**Aim of the task**. Where does the string "DMatrixViewMut" appear in the records? Copy every line that contains it.

**Exercise material**.
————————
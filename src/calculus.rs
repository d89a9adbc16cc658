//! Finite difference approximation of operator Jacobians.

use eyre::Result;
use nalgebra::{DMatrixViewMut, DVector, DVectorView, DVectorViewMut};
use numeric_literals::replace_float_literals;

use crate::Real;

/// Approximates the Jacobian of the function $f: \mathbb{R}^n \rightarrow \mathbb{R}^m$
/// with central finite differences of resolution `h` and stores it in `jacobian`.
///
/// The function is called as `f(output, x)`. The vector `x` is mutable in order to hold
/// the perturbed arguments, but upon returning its content remains unchanged.
#[replace_float_literals(T::from_f64(literal).expect("Literal must fit in T"))]
pub fn approximate_jacobian_fd_into<T>(
    mut jacobian: DMatrixViewMut<T>,
    mut f: impl FnMut(DVectorViewMut<T>, DVectorView<T>) -> Result<()>,
    x: &mut DVector<T>,
    h: T,
) -> Result<()>
where
    T: Real,
{
    let m = jacobian.nrows();
    let n = x.len();
    assert_eq!(n, jacobian.ncols());

    // Buffers to hold f(x + h e_i) and f(x - h e_i)
    let mut f_plus = DVector::zeros(m);
    let mut f_minus = DVector::zeros(m);

    // Build the Jacobian column by column
    for i in 0..n {
        // df/dx_i ~ (f(x + h e_i) - f(x - h e_i)) / (2 h)
        let xi = x[i];
        x[i] = xi + h;
        f(DVectorViewMut::from(&mut f_plus), DVectorView::from(&*x))?;
        x[i] = xi - h;
        f(DVectorViewMut::from(&mut f_minus), DVectorView::from(&*x))?;
        x[i] = xi;

        let mut df_dxi = jacobian.column_mut(i);
        df_dxi.copy_from(&f_plus);
        df_dxi -= &f_minus;
        df_dxi /= 2.0 * h;
    }
    Ok(())
}

/// A reasonable default central-difference resolution for the given scalar type.
pub fn default_finite_difference_resolution<T: Real>() -> T {
    T::default_epsilon().cbrt()
}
————————
**Finished task**.
use nalgebra::{DMatrixViewMut, DVector, DVectorView, DVectorViewMut};
    mut jacobian: DMatrixViewMut<T>,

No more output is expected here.